**Exercise requirements**
Could you filter the data below down to the lines that hold the word "true"?
· · · · ·
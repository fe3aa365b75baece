//! SeaORM entity for rate anomaly alerts.

use sea_orm::entity::prelude::*;
use serde::{Deserialize, Serialize};

#[derive(Clone, Debug, PartialEq, DeriveEntityModel, Serialize, Deserialize)]
#[sea_orm(table_name = "exchange_rate_alerts")]
pub struct Model {
    #[sea_orm(primary_key)]
    pub id: i32,
    /// 'high_change', 'fetch_error', 'source_fallback', 'manual_override'
    pub alert_type: String,
    pub exchange_rate_id: i32,
    #[sea_orm(column_type = "Decimal(Some((10, 4)))", nullable)]
    pub threshold_value: Option<Decimal>,
    pub message: String,
    pub acknowledged: bool,
    pub acknowledged_by: Option<String>,
    pub acknowledged_at: Option<DateTimeWithTimeZone>,
    pub created_at: DateTimeWithTimeZone,
}

#[derive(Copy, Clone, Debug, EnumIter, DeriveRelation)]
pub enum Relation {
    #[sea_orm(
        belongs_to = "super::exchange_rates::Entity",
        from = "Column::ExchangeRateId",
        to = "super::exchange_rates::Column::Id",
        on_delete = "Cascade"
    )]
    ExchangeRate,
}

impl Related<super::exchange_rates::Entity> for Entity {
    fn to() -> RelationDef {
        Relation::ExchangeRate.def()
    }
}

impl ActiveModelBehavior for ActiveModel {}
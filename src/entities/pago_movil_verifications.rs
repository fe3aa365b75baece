//! SeaORM entity for customer-submitted Pago Móvil transfer claims.

use sea_orm::entity::prelude::*;
use serde::{Deserialize, Serialize};

#[derive(Clone, Debug, PartialEq, DeriveEntityModel, Serialize, Deserialize)]
#[sea_orm(table_name = "pago_movil_verifications")]
pub struct Model {
    #[sea_orm(primary_key)]
    pub id: i32,
    pub user_id: i32,
    pub order_id: Option<i32>,
    /// Normalized cédula/RIF: V-12345678 or J-12345678-0
    pub sender_id: String,
    /// Digits only, 10-11 long
    pub sender_phone: String,
    pub bank_code: String,
    pub recipient: String,
    #[sea_orm(column_type = "Decimal(Some((18, 2)))")]
    pub amount_ves: Decimal,
    /// Rate frozen at submission time; never recomputed
    #[sea_orm(column_type = "Decimal(Some((18, 6)))")]
    pub exchange_rate_used: Decimal,
    #[sea_orm(column_type = "Decimal(Some((15, 2)))")]
    pub usd_equivalent: Decimal,
    /// 'pending', 'approved', 'rejected'
    pub status: String,
    /// Only field staff may edit after the request reaches a terminal state
    pub notes: Option<String>,
    /// Staff member who approved or rejected, set on either transition
    pub reviewed_by: Option<String>,
    pub reviewed_at: Option<DateTimeWithTimeZone>,
    pub created_at: DateTimeWithTimeZone,
    pub updated_at: DateTimeWithTimeZone,
}

#[derive(Copy, Clone, Debug, EnumIter, DeriveRelation)]
pub enum Relation {
    #[sea_orm(
        belongs_to = "super::orders::Entity",
        from = "Column::OrderId",
        to = "super::orders::Column::Id",
        on_delete = "SetNull"
    )]
    Order,
}

impl Related<super::orders::Entity> for Entity {
    fn to() -> RelationDef {
        Relation::Order.def()
    }
}

impl ActiveModelBehavior for ActiveModel {}
pub mod rate_refresh;
//! Anomaly detection over newly committed rate records.
//!
//! Rule evaluation is pure; persistence failures are logged and swallowed so
//! that alerting can never break the rate-fetch path.

use chrono::Utc;
use rust_decimal::Decimal;
use rust_decimal_macros::dec;
use sea_orm::{ActiveModelTrait, ColumnTrait, DatabaseConnection, EntityTrait, Order, QueryFilter, QueryOrder, Set};
use std::sync::Arc;

use crate::entities::{exchange_rate_alerts, exchange_rates, prelude::*};
use crate::error::Error;

/// Swing size (absolute percent) that triggers a high-change alert.
pub const HIGH_CHANGE_THRESHOLD: Decimal = dec!(5.0);

#[derive(Debug, Clone, Copy, PartialEq, Eq)]
pub enum AlertType {
    HighChange,
    FetchError,
    SourceFallback,
    ManualOverride,
}

impl AlertType {
    pub fn as_str(&self) -> &'static str {
        match self {
            AlertType::HighChange => "high_change",
            AlertType::FetchError => "fetch_error",
            AlertType::SourceFallback => "source_fallback",
            AlertType::ManualOverride => "manual_override",
        }
    }
}

/// A rule that fired, not yet persisted.
#[derive(Debug, Clone, PartialEq)]
pub struct AlertDraft {
    pub alert_type: AlertType,
    pub threshold_value: Option<Decimal>,
    pub message: String,
}

/// Evaluate every rule against one record. Each rule fires at most once.
pub fn evaluate(record: &exchange_rates::Model) -> Vec<AlertDraft> {
    let mut drafts = Vec::new();

    if let Some(change) = record.change_percentage {
        if change.abs() >= HIGH_CHANGE_THRESHOLD {
            drafts.push(AlertDraft {
                alert_type: AlertType::HighChange,
                threshold_value: Some(change),
                message: format!(
                    "Exchange rate changed by {}% from previous rate. New rate: {} VES per USD.",
                    change, record.usd_to_ves
                ),
            });
        }
    }

    if !record.fetch_success {
        drafts.push(AlertDraft {
            alert_type: AlertType::FetchError,
            threshold_value: None,
            message: format!(
                "Failed to fetch exchange rate from external sources. Serving rate: {} VES per USD. Error: {}",
                record.usd_to_ves,
                record.error_message.as_deref().unwrap_or("unknown")
            ),
        });
    }

    if record.source == "fallback" {
        drafts.push(AlertDraft {
            alert_type: AlertType::SourceFallback,
            threshold_value: None,
            message: format!(
                "All exchange rate sources failed. Using fallback rate: {} VES per USD.",
                record.usd_to_ves
            ),
        });
    }

    if record.source == "manual" {
        drafts.push(AlertDraft {
            alert_type: AlertType::ManualOverride,
            threshold_value: None,
            message: format!(
                "Exchange rate manually set to {} VES per USD.",
                record.usd_to_ves
            ),
        });
    }

    drafts
}

#[derive(Clone)]
pub struct AlertEngine {
    db: Arc<DatabaseConnection>,
}

impl AlertEngine {
    pub fn new(db: impl Into<Arc<DatabaseConnection>>) -> Self {
        Self { db: db.into() }
    }

    /// Evaluate and persist alerts for a committed record. Never returns an
    /// error: rate continuity takes priority over alerting.
    pub async fn run(&self, record: &exchange_rates::Model) {
        for draft in evaluate(record) {
            let row = exchange_rate_alerts::ActiveModel {
                alert_type: Set(draft.alert_type.as_str().to_owned()),
                exchange_rate_id: Set(record.id),
                threshold_value: Set(draft.threshold_value),
                message: Set(draft.message.clone()),
                acknowledged: Set(false),
                created_at: Set(Utc::now().into()),
                ..Default::default()
            };

            if let Err(err) = row.insert(self.db.as_ref()).await {
                tracing::error!(
                    "Failed to store {} alert for rate record {}: {}",
                    draft.alert_type.as_str(),
                    record.id,
                    err
                );
            } else if draft.alert_type == AlertType::HighChange {
                tracing::warn!("High change alert: {}", draft.message);
            }
        }
    }

    /// Alerts newest first, optionally filtered by acknowledgement state.
    pub async fn list(
        &self,
        acknowledged: Option<bool>,
    ) -> Result<Vec<exchange_rate_alerts::Model>, Error> {
        let mut query = ExchangeRateAlerts::find();
        if let Some(flag) = acknowledged {
            query = query.filter(exchange_rate_alerts::Column::Acknowledged.eq(flag));
        }
        let alerts = query
            .order_by(exchange_rate_alerts::Column::CreatedAt, Order::Desc)
            .all(self.db.as_ref())
            .await?;
        Ok(alerts)
    }

    /// Mark an alert acknowledged. Acknowledging twice is a no-op on the
    /// original acknowledgement.
    pub async fn acknowledge(
        &self,
        alert_id: i32,
        actor: &str,
    ) -> Result<exchange_rate_alerts::Model, Error> {
        let alert = ExchangeRateAlerts::find_by_id(alert_id)
            .one(self.db.as_ref())
            .await?
            .ok_or_else(|| Error::NotFound(format!("alert {} not found", alert_id)))?;

        if alert.acknowledged {
            return Ok(alert);
        }

        let mut active: exchange_rate_alerts::ActiveModel = alert.into();
        active.acknowledged = Set(true);
        active.acknowledged_by = Set(Some(actor.to_owned()));
        active.acknowledged_at = Set(Some(Utc::now().into()));
        let updated = active.update(self.db.as_ref()).await?;
        Ok(updated)
    }
}

#[cfg(test)]
mod tests {
    use super::*;
    use chrono::Utc;
    use sea_orm::{DatabaseBackend, MockDatabase};

    fn record(
        rate: Decimal,
        source: &str,
        fetch_success: bool,
        change_percentage: Option<Decimal>,
    ) -> exchange_rates::Model {
        exchange_rates::Model {
            id: 1,
            usd_to_ves: rate,
            source: source.to_owned(),
            timestamp: Utc::now().into(),
            is_active: true,
            fetch_success,
            error_message: None,
            change_percentage,
        }
    }

    #[test]
    fn quiet_successful_fetch_raises_nothing() {
        let drafts = evaluate(&record(dec!(36.5), "exchangerate_host", true, Some(dec!(1.2))));
        assert!(drafts.is_empty());
    }

    #[test]
    fn swing_at_threshold_fires_high_change() {
        let drafts = evaluate(&record(dec!(40.0), "exchangerate_host", true, Some(dec!(5.0))));
        assert_eq!(drafts.len(), 1);
        assert_eq!(drafts[0].alert_type, AlertType::HighChange);
        assert_eq!(drafts[0].threshold_value, Some(dec!(5.0)));
    }

    #[test]
    fn negative_swing_counts_by_magnitude() {
        let drafts = evaluate(&record(dec!(34.0), "exchangerate_host", true, Some(dec!(-6.3))));
        assert_eq!(drafts.len(), 1);
        assert_eq!(drafts[0].alert_type, AlertType::HighChange);
    }

    #[test]
    fn swing_below_threshold_is_silent() {
        let drafts = evaluate(&record(dec!(37.0), "exchangerate_host", true, Some(dec!(4.9999))));
        assert!(drafts.is_empty());
    }

    #[test]
    fn fallback_commit_fires_fetch_error_and_fallback_rules() {
        let drafts = evaluate(&record(dec!(38.0), "fallback", false, None));
        let kinds: Vec<_> = drafts.iter().map(|d| d.alert_type).collect();
        assert_eq!(kinds, vec![AlertType::FetchError, AlertType::SourceFallback]);
    }

    #[test]
    fn manual_override_fires_its_own_rule() {
        let drafts = evaluate(&record(dec!(42.0), "manual", true, None));
        assert_eq!(drafts.len(), 1);
        assert_eq!(drafts[0].alert_type, AlertType::ManualOverride);
    }

    #[tokio::test]
    async fn acknowledging_an_unknown_alert_is_not_found() {
        let db = MockDatabase::new(DatabaseBackend::Postgres)
            .append_query_results([Vec::<exchange_rate_alerts::Model>::new()])
            .into_connection();

        let err = AlertEngine::new(db)
            .acknowledge(9, "staff")
            .await
            .unwrap_err();
        assert!(matches!(err, Error::NotFound(_)));
    }

    // No exec results are queued: a second acknowledgement must return the
    // original row without touching the database.
    #[tokio::test]
    async fn acknowledging_twice_is_a_no_op() {
        let acked = exchange_rate_alerts::Model {
            id: 3,
            alert_type: "high_change".into(),
            exchange_rate_id: 1,
            threshold_value: Some(dec!(6.1)),
            message: "swing".into(),
            acknowledged: true,
            acknowledged_by: Some("ana".into()),
            acknowledged_at: Some(Utc::now().into()),
            created_at: Utc::now().into(),
        };
        let db = MockDatabase::new(DatabaseBackend::Postgres)
            .append_query_results([vec![acked]])
            .into_connection();

        let alert = AlertEngine::new(db).acknowledge(3, "bruno").await.unwrap();
        assert_eq!(alert.acknowledged_by.as_deref(), Some("ana"));
    }
}
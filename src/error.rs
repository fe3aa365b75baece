//! Service-level error taxonomy and the JSON error body handlers return.

use axum::http::StatusCode;
use axum::Json;
use serde::{Deserialize, Serialize};

#[derive(Debug, Clone, Serialize, Deserialize)]
pub struct ErrorResponse {
    pub error: String,
    #[serde(skip_serializing_if = "Option::is_none")]
    pub current_status: Option<String>,
    #[serde(skip_serializing_if = "Option::is_none")]
    pub retry_after_secs: Option<i64>,
}

impl ErrorResponse {
    pub fn new(error: impl Into<String>) -> Self {
        Self {
            error: error.into(),
            current_status: None,
            retry_after_secs: None,
        }
    }
}

/// Errors surfaced to callers. Per-source fetch failures are consumed inside
/// the source chain and never reach this type; only total exhaustion (with
/// the fallback rate also unavailable) becomes `NoRateAvailable`.
#[derive(Debug, Clone, thiserror::Error)]
pub enum Error {
    #[error("no exchange rate available")]
    NoRateAvailable,

    #[error("no exchange rate recorded at or before the requested time")]
    RateNotFound,

    #[error("{0}")]
    NotFound(String),

    #[error("a rate snapshot already exists for this {entity}")]
    AlreadyPinned { entity: &'static str },

    #[error("maximum 3 verification requests per hour allowed")]
    RateLimited { retry_after_secs: i64 },

    #[error("verification request is already '{current}'")]
    InvalidTransition { current: String },

    #[error("{0}")]
    Validation(String),

    #[error("database error: {0}")]
    Database(String),
}

impl Error {
    pub fn status_code(&self) -> StatusCode {
        match self {
            Error::NoRateAvailable => StatusCode::SERVICE_UNAVAILABLE,
            Error::RateNotFound => StatusCode::NOT_FOUND,
            Error::NotFound(_) => StatusCode::NOT_FOUND,
            Error::AlreadyPinned { .. } => StatusCode::CONFLICT,
            Error::RateLimited { .. } => StatusCode::TOO_MANY_REQUESTS,
            Error::InvalidTransition { .. } => StatusCode::CONFLICT,
            Error::Validation(_) => StatusCode::BAD_REQUEST,
            Error::Database(_) => StatusCode::INTERNAL_SERVER_ERROR,
        }
    }

    pub fn into_response_parts(self) -> (StatusCode, Json<ErrorResponse>) {
        let status = self.status_code();
        let mut body = ErrorResponse::new(self.to_string());
        match &self {
            Error::InvalidTransition { current } => {
                body.current_status = Some(current.clone());
            }
            Error::RateLimited { retry_after_secs } => {
                body.retry_after_secs = Some(*retry_after_secs);
            }
            _ => {}
        }
        (status, Json(body))
    }
}

impl From<sea_orm::DbErr> for Error {
    fn from(err: sea_orm::DbErr) -> Self {
        Error::Database(err.to_string())
    }
}

#[cfg(test)]
mod tests {
    use super::*;

    #[test]
    fn status_codes_match_taxonomy() {
        assert_eq!(
            Error::NoRateAvailable.status_code(),
            StatusCode::SERVICE_UNAVAILABLE
        );
        assert_eq!(Error::RateNotFound.status_code(), StatusCode::NOT_FOUND);
        assert_eq!(
            Error::NotFound("alert 9 not found".into()).status_code(),
            StatusCode::NOT_FOUND
        );
        assert_eq!(
            Error::AlreadyPinned { entity: "order" }.status_code(),
            StatusCode::CONFLICT
        );
        assert_eq!(
            Error::RateLimited {
                retry_after_secs: 600
            }
            .status_code(),
            StatusCode::TOO_MANY_REQUESTS
        );
        assert_eq!(
            Error::InvalidTransition {
                current: "approved".into()
            }
            .status_code(),
            StatusCode::CONFLICT
        );
        assert_eq!(
            Error::Validation("bad".into()).status_code(),
            StatusCode::BAD_REQUEST
        );
    }

    #[test]
    fn transition_error_echoes_terminal_status() {
        let (status, Json(body)) = Error::InvalidTransition {
            current: "rejected".into(),
        }
        .into_response_parts();
        assert_eq!(status, StatusCode::CONFLICT);
        assert_eq!(body.current_status.as_deref(), Some("rejected"));
    }
}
· · · · ·
**Final answer**
        active.acknowledged = Set(true);
            is_active: true,
        let drafts = evaluate(&record(dec!(36.5), "exchangerate_host", true, Some(dec!(1.2))));
        let drafts = evaluate(&record(dec!(40.0), "exchangerate_host", true, Some(dec!(5.0))));
        let drafts = evaluate(&record(dec!(34.0), "exchangerate_host", true, Some(dec!(-6.3))));
        let drafts = evaluate(&record(dec!(37.0), "exchangerate_host", true, Some(dec!(4.9999))));
        let drafts = evaluate(&record(dec!(42.0), "manual", true, None));
            acknowledged: true,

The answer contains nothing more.